Sorry - this is getting off topic from where I was looking for a
trustworthy (ie Linux) firmware on a drive box.  But discussion all the
same . .

Maybe speed is important in some apps, but not my main concern.  What if
you had just forked out $3k to digitise some (ok -  at lot of) slides,
delivered on DVD by the contractor.  Step 1 - put them on secure drives
- you probably have 14 days to complain about if the DVD worked or not.
Step 2 - work out some form of storage that's going to be longer lived
than the slides themselves (don't tell me about DVD longevity).  Step 3,
split storage so that you have some sort of fire protection.

Kevin.


This whole "data retention over many years" thing is a both a huge problem and a huge opportunity for the industry.

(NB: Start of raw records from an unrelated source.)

//! Pure window computation.
//!
//! Nothing here holds state or fails: given the extents, a scroll offset, a viewport length and
//! an overscan count, it produces the contiguous window of items to paint.

use crate::{ExtentStore, ItemPosition, VisibleItem, VisibleRange};

/// Where item extents come from for a single computation.
#[derive(Clone, Copy, Debug)]
pub enum Layout<'a> {
    Fixed { extent: u32 },
    Dynamic(&'a ExtentStore),
}

/// Inputs that change from frame to frame.
#[derive(Clone, Copy, Debug, Default, PartialEq, Eq)]
pub struct Window {
    pub item_count: usize,
    pub scroll_offset: u64,
    pub viewport_extent: u32,
    pub overscan: usize,
}

impl Layout<'_> {
    pub fn extent_of(&self, index: usize) -> u32 {
        match *self {
            Self::Fixed { extent } => extent,
            Self::Dynamic(store) => store.get(index),
        }
    }

    pub fn offset_of(&self, index: usize) -> u64 {
        match *self {
            Self::Fixed { extent } => (index as u64).saturating_mul(extent as u64),
            Self::Dynamic(store) => store.offset_of(index),
        }
    }

    pub fn total_extent(&self, item_count: usize) -> u64 {
        self.offset_of(item_count)
    }

    pub fn position_of(&self, index: usize) -> ItemPosition {
        ItemPosition {
            top: self.offset_of(index),
            height: self.extent_of(index),
        }
    }

    /// Largest scroll offset that still fills the viewport.
    pub fn max_scroll_offset(&self, item_count: usize, viewport_extent: u32) -> u64 {
        self.total_extent(item_count)
            .saturating_sub(viewport_extent as u64)
    }

    pub fn compute(&self, window: Window) -> VisibleRange {
        let mut out = VisibleRange::default();
        self.compute_into(window, 0, &mut out);
        out
    }

    /// Computes the window into `out`, reusing its item buffer.
    ///
    /// `spare` extra slots are reserved beyond the window length.
    pub fn compute_into(&self, window: Window, spare: usize, out: &mut VisibleRange) {
        out.clear();
        let n = window.item_count;
        if n == 0 {
            return;
        }

        let scroll_offset = window
            .scroll_offset
            .min(self.max_scroll_offset(n, window.viewport_extent));
        let (start, last) = match *self {
            Self::Fixed { extent } => {
                fixed_bounds(n, extent, scroll_offset, window.viewport_extent, window.overscan)
            }
            Self::Dynamic(store) => {
                dynamic_bounds(store, n, scroll_offset, window.viewport_extent, window.overscan)
            }
        };
        debug_assert!(start <= last && last < n, "bad window {start}..={last} (n={n})");

        out.start_index = start;
        out.end_index = last + 1;
        out.items.reserve(out.len().saturating_add(spare));

        let mut offset = self.offset_of(start);
        for index in start..=last {
            let extent = self.extent_of(index);
            out.items.push(VisibleItem {
                index,
                offset,
                extent,
            });
            offset = offset.saturating_add(extent as u64);
        }
    }
}

/// Returns the inclusive `(start, last)` window for uniform extents.
fn fixed_bounds(
    n: usize,
    extent: u32,
    scroll_offset: u64,
    viewport_extent: u32,
    overscan: usize,
) -> (usize, usize) {
    // A zero extent is refused at construction; stay total anyway.
    let extent = extent.max(1) as u64;
    let first = to_index(scroll_offset / extent);
    let past = to_index(
        scroll_offset
            .saturating_add(viewport_extent as u64)
            .div_ceil(extent),
    );
    let last = past.saturating_add(overscan).min(n - 1);
    let start = first.saturating_sub(overscan).min(last);
    (start, last)
}

/// Returns the inclusive `(start, last)` window for measured extents.
///
/// The start is the item containing `scroll_offset`, backed off by `overscan`. From there,
/// extents accumulate until they exceed the viewport plus `overscan` default-sized items; the
/// item where that happens, pushed forward by `overscan`, is the last one.
fn dynamic_bounds(
    store: &ExtentStore,
    n: usize,
    scroll_offset: u64,
    viewport_extent: u32,
    overscan: usize,
) -> (usize, usize) {
    debug_assert!(store.len() >= n, "extent store shorter than item count");
    let first = store
        .index_at_offset(scroll_offset)
        .unwrap_or(0)
        .min(n - 1);
    let start = first.saturating_sub(overscan);

    let budget = (viewport_extent as u64)
        .saturating_add((overscan as u64).saturating_mul(store.default_extent() as u64));
    let mut filled = 0u64;
    let mut last = n - 1;
    for index in start..n {
        filled = filled.saturating_add(store.get(index) as u64);
        if filled > budget {
            last = index.saturating_add(overscan).min(n - 1);
            break;
        }
    }
    (start, last)
}

fn to_index(v: u64) -> usize {
    usize::try_from(v).unwrap_or(usize::MAX)
}
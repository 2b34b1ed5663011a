use alloc::sync::Arc;

use crate::range::{Layout, Window};
use crate::scroll::{ScrollController, TickOutcome};
use crate::units::{extent_from_host, offset_from_host};
use crate::{
    ConfigError, ExtentMode, ExtentStore, ItemPosition, LayoutStats, RenderCallback, ScrollCallback,
    ScrollOptions, ScrollPhase, ViewportState, VisibleItem, VisibleRange,
};

/// A headless windowed-range engine.
///
/// This type is UI-agnostic:
/// - It holds no UI objects and never touches a real scroll container.
/// - The host feeds it scroll/resize events and measurements, and calls [`VirtualScroll::tick`]
///   from its frame loop so coalesced scroll events and the settle timer can fire.
/// - The current window is recomputed synchronously after every state change and exposed via
///   [`VirtualScroll::visible_range`]; passive scroll events are the one exception, they are
///   applied once per frame budget.
///
/// For host wiring (subscriptions, writing programmatic scrolls back to the container), see
/// the `virtual-scroll-adapter` crate.
#[derive(Clone, Debug)]
pub struct VirtualScroll {
    options: ScrollOptions,
    viewport_extent: u32,
    extents: ExtentStore, // dynamic mode only; empty in fixed mode
    scroll: ScrollController,
    range: VisibleRange,
    recompute_count: u64,

    batch_depth: usize,
    relayout_pending: bool,
    disposed: bool,
}

impl VirtualScroll {
    /// Creates an engine from options.
    ///
    /// Fails if the options cannot describe a layout (zero item extent). The initial window is
    /// computed immediately; `on_render` is not called for it.
    pub fn new(options: ScrollOptions) -> Result<Self, ConfigError> {
        options.validate()?;
        vdebug!(
            item_count = options.item_count,
            viewport_extent = options.viewport_extent,
            overscan = options.overscan,
            dynamic = options.mode.is_dynamic(),
            "VirtualScroll::new"
        );

        let extents = match options.mode {
            ExtentMode::Fixed { extent } => ExtentStore::new(0, extent),
            ExtentMode::Dynamic { default_extent } => match &options.extent_hint {
                Some(hint) => ExtentStore::with_hints(options.item_count, default_extent, |i| {
                    hint(i)
                }),
                None => ExtentStore::new(options.item_count, default_extent),
            },
        };

        let mut v = Self {
            viewport_extent: options.viewport_extent,
            extents,
            scroll: ScrollController::new(
                options.initial_scroll_offset,
                options.frame_budget_ms,
                options.settle_delay_ms,
            ),
            range: VisibleRange::default(),
            recompute_count: 0,
            batch_depth: 0,
            relayout_pending: false,
            disposed: false,
            options,
        };
        let max = v.max_scroll_offset();
        v.scroll.clamp_to(max);
        v.recompute();
        Ok(v)
    }

    pub fn options(&self) -> &ScrollOptions {
        &self.options
    }

    pub fn mode(&self) -> ExtentMode {
        self.options.mode
    }

    pub fn item_count(&self) -> usize {
        self.options.item_count
    }

    pub fn viewport_extent(&self) -> u32 {
        self.viewport_extent
    }

    pub fn extents(&self) -> &ExtentStore {
        &self.extents
    }

    fn layout(&self) -> Layout<'_> {
        match self.options.mode {
            ExtentMode::Fixed { extent } => Layout::Fixed { extent },
            ExtentMode::Dynamic { .. } => Layout::Dynamic(&self.extents),
        }
    }


    pub fn visible_range(&self) -> &VisibleRange {
        &self.range
    }

    pub fn visible_items(&self) -> &[VisibleItem] {
        &self.range.items
    }

    pub fn start_index(&self) -> usize {
        self.range.start_index
    }

    /// Exclusive end of the window.
    pub fn end_index(&self) -> usize {
        self.range.end_index
    }

    /// Inclusive last index of the window, `None` when there is nothing to paint.
    pub fn last_index(&self) -> Option<usize> {
        self.range.last_index()
    }

    /// Current scroll offset, including passive updates not yet flushed to the window.
    pub fn scroll_top(&self) -> u64 {
        self.scroll.offset()
    }

    pub fn total_height(&self) -> u64 {
        self.layout().total_extent(self.options.item_count)
    }

    pub fn max_scroll_offset(&self) -> u64 {
        self.layout()
            .max_scroll_offset(self.options.item_count, self.viewport_extent)
    }

    pub fn clamp_scroll_offset(&self, offset: u64) -> u64 {
        offset.min(self.max_scroll_offset())
    }

    /// Distance between the bottom of the viewport and the end of the content.
    pub fn distance_to_end(&self) -> u64 {
        self.max_scroll_offset().saturating_sub(self.scroll.offset())
    }

    pub fn item_position(&self, index: usize) -> Option<ItemPosition> {
        (index < self.options.item_count).then(|| self.layout().position_of(index))
    }

    pub fn phase(&self) -> ScrollPhase {
        self.scroll.phase()
    }

    pub fn is_scrolling(&self) -> bool {
        self.scroll.is_scrolling()
    }

    /// Earliest pending timer deadline, if any.
    pub fn next_deadline_ms(&self) -> Option<u64> {
        self.scroll.next_deadline_ms()
    }

    pub fn stats(&self) -> LayoutStats {
        LayoutStats {
            recompute_count: self.recompute_count,
            item_count: self.options.item_count,
            visible_item_count: self.range.len(),
            measured_count: self.extents.measured_count(),
        }
    }

    /// Snapshot of the viewport. The offset is clamped to the current maximum, which can be
    /// lower than [`VirtualScroll::scroll_top`] after the viewport grew.
    pub fn viewport_state(&self) -> ViewportState {
        ViewportState {
            viewport_extent: self.viewport_extent,
            scroll_offset: self.clamp_scroll_offset(self.scroll.offset()),
        }
    }

    pub fn is_disposed(&self) -> bool {
        self.disposed
    }


    /// Records a passive scroll event reported by the host.
    ///
    /// The offset is clamped to `[0, max_scroll_offset]` and stored right away; the window is
    /// recomputed by the next [`VirtualScroll::tick`] once the frame budget has elapsed, using
    /// only the latest offset. Non-finite offsets are ignored.
    pub fn on_scroll(&mut self, raw_offset: f64, now_ms: u64) {
        if self.disposed {
            return;
        }
        let Some(offset) = offset_from_host(raw_offset) else {
            vwarn!(raw_offset, "VirtualScroll::on_scroll: ignoring non-finite offset");
            return;
        };
        let offset = self.clamp_scroll_offset(offset);
        vtrace!(offset, now_ms, "VirtualScroll::on_scroll");
        if self.scroll.on_scroll(offset, now_ms) {
            self.notify_phase(ScrollPhase::Scrolling);
        }
    }

    /// Fires due timers: applies a coalesced scroll frame and/or settles to `Idle`.
    pub fn tick(&mut self, now_ms: u64) -> TickOutcome {
        let out = self.scroll.tick(now_ms);
        if let Some(offset) = out.flushed_offset {
            vtrace!(offset, now_ms, "VirtualScroll::tick: flush");
            self.relayout();
            self.notify_scroll(offset);
        }
        if out.settled {
            vtrace!(now_ms, "VirtualScroll::tick: settled");
            self.notify_phase(ScrollPhase::Idle);
        }
        out
    }

    /// Records a container resize reported by the host. Non-finite sizes are ignored.
    pub fn on_resize(&mut self, viewport_extent: f64) {
        let Some(extent) = extent_from_host(viewport_extent) else {
            vwarn!(viewport_extent, "VirtualScroll::on_resize: ignoring invalid size");
            return;
        };
        self.set_viewport_extent(extent);
    }

    /// Updates the viewport length and relayouts. The scroll offset is left untouched; a host
    /// whose container clamped its offset after growing reports it through `on_scroll`.
    pub fn set_viewport_extent(&mut self, viewport_extent: u32) {
        if self.disposed || self.viewport_extent == viewport_extent {
            return;
        }
        self.viewport_extent = viewport_extent;
        self.relayout();
    }


    /// Scrolls so that `index` starts at the top of the viewport.
    ///
    /// Out-of-range indexes clamp to the nearest item. Returns the applied offset.
    pub fn scroll_to_index(&mut self, index: usize) -> u64 {
        let count = self.options.item_count;
        if count == 0 {
            return self.scroll_to_position(0);
        }
        let index = index.min(count - 1);
        let target = self.layout().offset_of(index);
        self.scroll_to_position(target)
    }

    /// Scrolls to `position` immediately (no frame delay), dropping any pending passive scroll.
    ///
    /// Returns the applied (clamped) offset.
    pub fn scroll_to_position(&mut self, position: u64) -> u64 {
        if self.disposed {
            return self.scroll.offset();
        }
        let offset = self.clamp_scroll_offset(position);
        vtrace!(position, offset, "VirtualScroll::scroll_to_position");
        self.scroll.scroll_to(offset);
        self.relayout();
        self.notify_scroll(offset);
        offset
    }

    pub fn scroll_to_top(&mut self) -> u64 {
        self.scroll_to_position(0)
    }

    pub fn scroll_to_bottom(&mut self) -> u64 {
        self.scroll_to_position(self.max_scroll_offset())
    }

    /// Records a measured item extent and relayouts.
    ///
    /// Returns `false` (and changes nothing) in fixed mode, for out-of-range indexes, and for
    /// negative or non-finite extents.
    pub fn update_item_height(&mut self, index: usize, extent: f64) -> bool {
        if self.disposed {
            return false;
        }
        if !self.options.mode.is_dynamic() {
            vdebug!(index, "update_item_height: ignored for fixed extents");
            return false;
        }
        if index >= self.options.item_count {
            return false;
        }
        let Some(_delta) = self.extents.set_measured(index, extent) else {
            return false;
        };
        vtrace!(index, extent, delta = _delta, "update_item_height");
        self.after_extent_change();
        true
    }

    /// Records several measurements with a single relayout. Returns how many were accepted.
    pub fn update_item_heights(&mut self, measurements: impl IntoIterator<Item = (usize, f64)>) -> usize {
        let mut accepted = 0usize;
        self.batch_update(|v| {
            for (index, extent) in measurements {
                if v.update_item_height(index, extent) {
                    accepted += 1;
                }
            }
        });
        accepted
    }

    pub fn is_measured(&self, index: usize) -> bool {
        self.extents.is_measured(index)
    }

    /// Forces a recomputation with no input change (e.g. after fonts load).
    pub fn recalculate_layout(&mut self) {
        if self.disposed {
            return;
        }
        self.relayout();
    }

    /// Changes the item count, keeping measurements of surviving items (pagination).
    pub fn set_item_count(&mut self, item_count: usize) {
        self.set_item_count_with(item_count, |_| None);
    }

    /// Like [`VirtualScroll::set_item_count`], seeding appended items from `hint(i)`.
    pub fn set_item_count_with(&mut self, item_count: usize, hint: impl Fn(usize) -> Option<u32>) {
        if self.disposed || self.options.item_count == item_count {
            return;
        }
        vdebug!(from = self.options.item_count, to = item_count, "set_item_count");
        self.options.item_count = item_count;
        if self.options.mode.is_dynamic() {
            self.extents.resize_with(item_count, hint);
        }
        self.after_extent_change();
    }

    /// Replaces the whole collection: measurements are discarded and every item is reseeded from
    /// `hint(i)` (falling back to the default extent).
    pub fn replace_items(&mut self, item_count: usize, hint: impl Fn(usize) -> Option<u32>) {
        if self.disposed {
            return;
        }
        vdebug!(item_count, "replace_items");
        self.options.item_count = item_count;
        if self.options.mode.is_dynamic() {
            self.extents.reset_with(item_count, hint);
        }
        self.after_extent_change();
    }

    /// Restores a snapshot taken with [`VirtualScroll::viewport_state`].
    pub fn restore_viewport_state(&mut self, state: ViewportState) {
        self.batch_update(|v| {
            v.set_viewport_extent(state.viewport_extent);
            v.scroll_to_position(state.scroll_offset);
        });
    }

    pub fn set_on_render(
        &mut self,
        on_render: Option<impl Fn(&VisibleRange) + Send + Sync + 'static>,
    ) {
        self.options.on_render = on_render.map(|f| Arc::new(f) as RenderCallback);
    }

    pub fn set_on_scroll(&mut self, on_scroll: Option<impl Fn(u64) + Send + Sync + 'static>) {
        self.options.on_scroll = on_scroll.map(|f| Arc::new(f) as ScrollCallback);
    }

    /// Batches several updates into a single recomputation and `on_render` notification.
    pub fn batch_update(&mut self, f: impl FnOnce(&mut Self)) {
        self.batch_depth = self.batch_depth.saturating_add(1);
        f(self);
        debug_assert!(self.batch_depth > 0, "batch_depth underflow");
        self.batch_depth = self.batch_depth.saturating_sub(1);

        if self.batch_depth == 0 && core::mem::take(&mut self.relayout_pending) {
            self.relayout();
        }
    }

    /// Tears the engine down: timers are cancelled, callbacks dropped, and every later command
    /// becomes a no-op. Queries keep returning the last state.
    pub fn dispose(&mut self) {
        if self.disposed {
            return;
        }
        vdebug!("VirtualScroll::dispose");
        self.scroll.dispose();
        self.options.on_render = None;
        self.options.on_scroll = None;
        self.options.on_phase_change = None;
        self.relayout_pending = false;
        self.disposed = true;
    }


    fn after_extent_change(&mut self) {
        let max = self.max_scroll_offset();
        self.scroll.clamp_to(max);
        self.relayout();
    }

    fn relayout(&mut self) {
        if self.disposed {
            return;
        }
        if self.batch_depth > 0 {
            self.relayout_pending = true;
            return;
        }
        self.recompute();
        if let Some(cb) = &self.options.on_render {
            cb(&self.range);
        }
    }

    fn recompute(&mut self) {
        let window = Window {
            item_count: self.options.item_count,
            scroll_offset: self.scroll.offset(),
            viewport_extent: self.viewport_extent,
            overscan: self.options.overscan,
        };
        let mut range = core::mem::take(&mut self.range);
        self.layout()
            .compute_into(window, self.options.buffer_size, &mut range);
        self.range = range;
        self.recompute_count = self.recompute_count.saturating_add(1);
        vtrace!(
            start = self.range.start_index,
            end = self.range.end_index,
            offset = window.scroll_offset,
            "recompute"
        );
    }

    fn notify_scroll(&self, offset: u64) {
        if let Some(cb) = &self.options.on_scroll {
            cb(offset);
        }
    }

    fn notify_phase(&self, phase: ScrollPhase) {
        if let Some(cb) = &self.options.on_phase_change {
            cb(phase);
        }
    }
}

We are seeing a lot of activity in commercial backup offerings. (Backup your stuff to the cloud). This is really catching on in the US.

My approach is to have to 1) A good local NAS (my DNS-343) with RAID 5 and 2) Some DAT tapes. DAT tapes don't work for most people (the drives are expensive, etc ,etc) but I have DAT tapes from 1995 which are still readable and the 40G format works for me.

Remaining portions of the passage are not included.